DIRECTIONS FOR THIS TASK: Search the entries below. Return every line that has "Copy" in it.

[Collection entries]

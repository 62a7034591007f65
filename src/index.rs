//! Indexing glue: canonicalize already-materialized index arrays (over the
//! individual or variant dimension) into bounds-checked `usize` positions.
//! Negative-index normalization, slice expansion, and boolean-mask
//! conversion are the out-of-scope outer wrapper's job; this layer only
//! ever sees plain integer arrays and validates them.

use itertools::Itertools;

use crate::error::{CustomError, Result};

/// A validated, materialized index array over one matrix dimension.
#[derive(Debug, Clone)]
pub struct BoundedIndex {
    positions: Vec<usize>,
}

impl BoundedIndex {
    /// Validates `raw` against `bound` (an exclusive upper bound: the
    /// dimension's size). Negative values and out-of-range values are both
    /// reported as `IndexOutOfBounds`, deterministically choosing the
    /// smallest offending index (scanning in sorted order, the same
    /// `itertools::sorted` idiom used to find the first bad index when
    /// validating variant-keep sets).
    pub fn validate(raw: &[i64], bound: usize) -> Result<Self> {
        if raw.len() > i32::MAX as usize {
            return Err(CustomError::IndexTooLarge { len: raw.len() });
        }
        if let Some(&bad) = raw.iter().sorted().find(|&&v| v < 0 || v as usize >= bound) {
            return Err(CustomError::IndexOutOfBounds { idx: bad, bound });
        }
        let positions = raw.iter().map(|&v| v as usize).collect();
        Ok(Self { positions })
    }

    /// The full `0..bound` index, used when the caller requests "all".
    pub fn full(bound: usize) -> Self {
        Self {
            positions: (0..bound).collect(),
        }
    }

    pub fn as_slice(&self) -> &[usize] {
        &self.positions
    }

    pub fn len(&self) -> usize {
        self.positions.len()
    }

    pub fn is_empty(&self) -> bool {
        self.positions.is_empty()
    }
}

#[cfg(test)]
mod tests {
    use super::*;

    #[test]
    fn accepts_in_bounds_indices_with_duplicates_and_reorder() {
        let idx = BoundedIndex::validate(&[2, 0, 2, 1], 3).unwrap();
        assert_eq!(idx.as_slice(), &[2, 0, 2, 1]);
    }

    #[test]
    fn rejects_negative_index() {
        let err = BoundedIndex::validate(&[0, -1, 2], 3).unwrap_err();
        match err {
            CustomError::IndexOutOfBounds { idx, bound } => {
                assert_eq!(idx, -1);
                assert_eq!(bound, 3);
            }
            other => panic!("unexpected error: {other:?}"),
        }
    }

    #[test]
    fn rejects_index_at_or_past_bound() {
        let err = BoundedIndex::validate(&[0, 3], 3).unwrap_err();
        match err {
            CustomError::IndexOutOfBounds { idx, .. } => assert_eq!(idx, 3),
            other => panic!("unexpected error: {other:?}"),
        }
    }

    #[test]
    fn full_covers_the_whole_dimension() {
        let idx = BoundedIndex::full(4);
        assert_eq!(idx.as_slice(), &[0, 1, 2, 3]);
    }

    #[test]
    fn empty_index_is_allowed() {
        let idx = BoundedIndex::validate(&[], 5).unwrap();
        assert!(idx.is_empty());
    }
}
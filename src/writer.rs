//! Serializes a dense integer genotype matrix to a `.bed` file, one variant
//! block at a time, writing to a temporary sibling file and renaming into
//! place so a failure mid-stream never leaves a partial file at the
//! caller-visible path.

use std::fs::File;
use std::io::{BufWriter, Write};
use std::path::Path;

use ndarray::ArrayView2;

use crate::codec;
use crate::error::{CustomError, Result};

/// Maps a decoded value back to its 2-bit raw code. `value` must be one of
/// `0`, `1`, `2`, or the missing sentinel (`-127` for the integer matrices
/// this writer accepts); anything else is `InvalidGenotype`.
fn value_to_raw(value: i8, count_a1: bool, row: usize, col: usize) -> Result<u8> {
    let count = match value {
        -127 => return Ok(0b01),
        0 | 1 | 2 => value as u8,
        other => {
            return Err(CustomError::InvalidGenotype {
                value: other as f64,
                row,
                col,
            });
        }
    };
    let count = if count_a1 { count } else { 2 - count };
    Ok(match count {
        2 => 0b00,
        1 => 0b10,
        0 => 0b11,
        _ => unreachable!("count out of 0..=2"),
    })
}

/// Writes `values` (shape `(iid_count, sid_count)`, one row per individual)
/// to `path` as a SNP-major `.bed` file under the given counting
/// convention.
pub fn write(path: &Path, values: ArrayView2<i8>, count_a1: bool) -> Result<()> {
    let (iid_count, sid_count) = values.dim();
    let bpv = codec::bytes_per_variant(iid_count);

    let tmp_path = sibling_tmp_path(path);
    {
        let file = File::create(&tmp_path).map_err(|e| CustomError::Write {
            source: e,
            path: tmp_path.clone(),
        })?;
        let mut out = BufWriter::new(file);
        out.write_all(&codec::MAGIC).map_err(|e| CustomError::Write {
            source: e,
            path: tmp_path.clone(),
        })?;

        let mut block = vec![0u8; bpv];
        for col in 0..sid_count {
            block.iter_mut().for_each(|b| *b = 0);
            for row in 0..iid_count {
                let raw = value_to_raw(values[[row, col]], count_a1, row, col)?;
                let byte_idx = row / 4;
                let shift = (row % 4) * 2;
                block[byte_idx] |= raw << shift;
            }
            out.write_all(&block).map_err(|e| CustomError::Write {
                source: e,
                path: tmp_path.clone(),
            })?;
        }
        out.flush().map_err(|e| CustomError::Write {
            source: e,
            path: tmp_path.clone(),
        })?;
    }

    std::fs::rename(&tmp_path, path).map_err(|e| CustomError::Write {
        source: e,
        path: path.to_path_buf(),
    })?;
    Ok(())
}

fn sibling_tmp_path(path: &Path) -> std::path::PathBuf {
    let mut name = path
        .file_name()
        .map(|n| n.to_os_string())
        .unwrap_or_default();
    name.push(".tmp");
    path.with_file_name(name)
}
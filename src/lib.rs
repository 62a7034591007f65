pub mod cli;
pub mod codec;
pub mod dtype;
pub mod error;
pub mod file_b_less_aatb;
pub mod file_dot;
pub mod index;
pub mod metadata;
pub mod mmap_matrix;
pub mod reader;
pub mod threadpool;
pub mod writer;
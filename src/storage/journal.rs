/// Broadcast ingestion journal
///
/// Every accepted broadcast is appended to `latest.jsonl` plus four
/// time-bucketed shard files (second, minute, hour, day), so downstream
/// ingesters can tail whichever granularity suits their replay window.
use crate::error::{BroadcasterError, BroadcasterResult};
use chrono::{DateTime, Utc};
use serde::{Deserialize, Serialize};
use std::path::PathBuf;
use tokio::{fs, io::AsyncWriteExt};

/// One journal line.
#[derive(Debug, Clone, Serialize, Deserialize)]
pub struct JournalEntry {
    pub timestamp: i64,
    #[serde(rename = "infoHash")]
    pub info_hash: String,
    pub broadcast: serde_json::Value,
}

#[derive(Clone)]
pub struct BroadcastJournal {
    base_path: PathBuf,
}

impl BroadcastJournal {
    pub fn new(base_path: PathBuf) -> Self {
        Self { base_path }
    }

    pub async fn append(
        &self,
        info_hash: &str,
        broadcast: &serde_json::Value,
        at: DateTime<Utc>,
    ) -> BroadcasterResult<()> {
        let entry = JournalEntry {
            timestamp: at.timestamp(),
            info_hash: info_hash.to_string(),
            broadcast: broadcast.clone(),
        };

        let mut line = serde_json::to_string(&entry).map_err(|e| {
            BroadcasterError::Internal(format!("Failed to serialize journal entry: {}", e))
        })?;
        line.push('\n');

        fs::create_dir_all(&self.base_path).await?;

        for filename in Self::shard_names(at) {
            let mut file = fs::OpenOptions::new()
                .create(true)
                .append(true)
                .open(self.base_path.join(filename))
                .await?;
            file.write_all(line.as_bytes()).await?;
            file.flush().await?;
        }

        Ok(())
    }

    fn shard_names(at: DateTime<Utc>) -> [String; 5] {
        [
            "latest.jsonl".to_string(),
            format!("{}.jsonl", at.format("%Y-%m-%d-%H-%M-%S")),
            format!("{}.jsonl", at.format("%Y-%m-%d-%H-%M")),
            format!("{}.jsonl", at.format("%Y-%m-%d-%H")),
            format!("{}.jsonl", at.format("%Y-%m-%d")),
        ]
    }
}

#[cfg(test)]
mod tests {
    use super::*;
    use serde_json::json;
    use tempfile::tempdir;

    // 2023-11-14 22:13:20 UTC
    const FIXED_TS: i64 = 1_700_000_000;

    #[tokio::test]
    async fn test_append_writes_all_time_shards() {
        let dir = tempdir().unwrap();
        let journal = BroadcastJournal::new(dir.path().to_path_buf());
        let at = DateTime::from_timestamp(FIXED_TS, 0).unwrap();

        journal
            .append("a".repeat(40).as_str(), &json!({"title": "hello"}), at)
            .await
            .unwrap();

        for name in [
            "latest.jsonl",
            "2023-11-14-22-13-20.jsonl",
            "2023-11-14-22-13.jsonl",
            "2023-11-14-22.jsonl",
            "2023-11-14.jsonl",
        ] {
            assert!(dir.path().join(name).exists(), "missing shard {}", name);
        }
    }

    #[tokio::test]
    async fn test_entry_line_shape() {
        let dir = tempdir().unwrap();
        let journal = BroadcastJournal::new(dir.path().to_path_buf());
        let at = DateTime::from_timestamp(FIXED_TS, 0).unwrap();

        journal
            .append("ab12", &json!({"title": "hello"}), at)
            .await
            .unwrap();

        let raw = fs::read_to_string(dir.path().join("latest.jsonl")).await.unwrap();
        let entry: JournalEntry = serde_json::from_str(raw.trim()).unwrap();

        assert_eq!(entry.timestamp, FIXED_TS);
        assert_eq!(entry.info_hash, "ab12");
        assert_eq!(entry.broadcast, json!({"title": "hello"}));

        // wire names, not struct names
        assert!(raw.contains("\"infoHash\""));
    }

    #[tokio::test]
    async fn test_same_minute_appends_accumulate() {
        let dir = tempdir().unwrap();
        let journal = BroadcastJournal::new(dir.path().to_path_buf());

        let first = DateTime::from_timestamp(FIXED_TS, 0).unwrap();
        let second = DateTime::from_timestamp(FIXED_TS + 1, 0).unwrap();

        journal.append("aa", &json!({"n": 1}), first).await.unwrap();
        journal.append("bb", &json!({"n": 2}), second).await.unwrap();

        let latest = fs::read_to_string(dir.path().join("latest.jsonl")).await.unwrap();
        assert_eq!(latest.lines().count(), 2);

        let minute = fs::read_to_string(dir.path().join("2023-11-14-22-13.jsonl"))
            .await
            .unwrap();
        assert_eq!(minute.lines().count(), 2);

        assert!(dir.path().join("2023-11-14-22-13-20.jsonl").exists());
        assert!(dir.path().join("2023-11-14-22-13-21.jsonl").exists());
    }
}
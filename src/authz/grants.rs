/// Permission grant storage
use crate::error::{BroadcasterError, BroadcasterResult};
use serde::{Deserialize, Serialize};
use sqlx::{sqlite::SqliteRow, Row, SqlitePool};

/// Grant levels, ordered; a higher level can do everything a lower one can
#[derive(Debug, Clone, Copy, PartialEq, Eq, PartialOrd, Ord, Serialize, Deserialize)]
#[serde(rename_all = "lowercase")]
pub enum GrantLevel {
    /// Can sign content for publication
    Publish,
    /// Can manage feeds and lists
    Curate,
    /// Full control, including broadcaster maintenance
    Admin,
}

impl GrantLevel {
    pub fn as_str(&self) -> &'static str {
        match self {
            GrantLevel::Publish => "publish",
            GrantLevel::Curate => "curate",
            GrantLevel::Admin => "admin",
        }
    }

    pub fn from_str(s: &str) -> BroadcasterResult<Self> {
        match s.to_lowercase().as_str() {
            "publish" => Ok(GrantLevel::Publish),
            "curate" => Ok(GrantLevel::Curate),
            "admin" => Ok(GrantLevel::Admin),
            _ => Err(BroadcasterError::Validation(format!(
                "Invalid grant level: {}",
                s
            ))),
        }
    }

    /// Integer form used in grant rows
    pub fn as_stored(&self) -> i64 {
        match self {
            GrantLevel::Publish => 1,
            GrantLevel::Curate => 2,
            GrantLevel::Admin => 3,
        }
    }

    pub fn from_stored(value: i64) -> BroadcasterResult<Self> {
        match value {
            1 => Ok(GrantLevel::Publish),
            2 => Ok(GrantLevel::Curate),
            3 => Ok(GrantLevel::Admin),
            _ => Err(BroadcasterError::Internal(format!(
                "Invalid stored grant level: {}",
                value
            ))),
        }
    }

    /// Capitalized form used in grant listings
    pub fn display_name(&self) -> &'static str {
        match self {
            GrantLevel::Publish => "Publish",
            GrantLevel::Curate => "Curate",
            GrantLevel::Admin => "Admin",
        }
    }

    /// Check if this level covers actions requiring another level
    pub fn can_act_as(&self, required: GrantLevel) -> bool {
        self >= &required
    }
}

/// What kind of resource an aggregation names
#[derive(Debug, Clone, Copy, PartialEq, Eq, Serialize, Deserialize)]
#[serde(rename_all = "lowercase")]
pub enum AggregationKind {
    Feed,
    List,
}

impl AggregationKind {
    pub fn as_stored(&self) -> i64 {
        match self {
            AggregationKind::Feed => 1,
            AggregationKind::List => 2,
        }
    }

    pub fn from_stored(value: i64) -> BroadcasterResult<Self> {
        match value {
            1 => Ok(AggregationKind::Feed),
            2 => Ok(AggregationKind::List),
            _ => Err(BroadcasterError::Internal(format!(
                "Invalid stored aggregation kind: {}",
                value
            ))),
        }
    }
}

WRITTEN ANSWER:
#[derive(Debug, Clone, Copy, PartialEq, Eq, PartialOrd, Ord, Serialize, Deserialize)]
#[derive(Debug, Clone, Copy, PartialEq, Eq, Serialize, Deserialize)]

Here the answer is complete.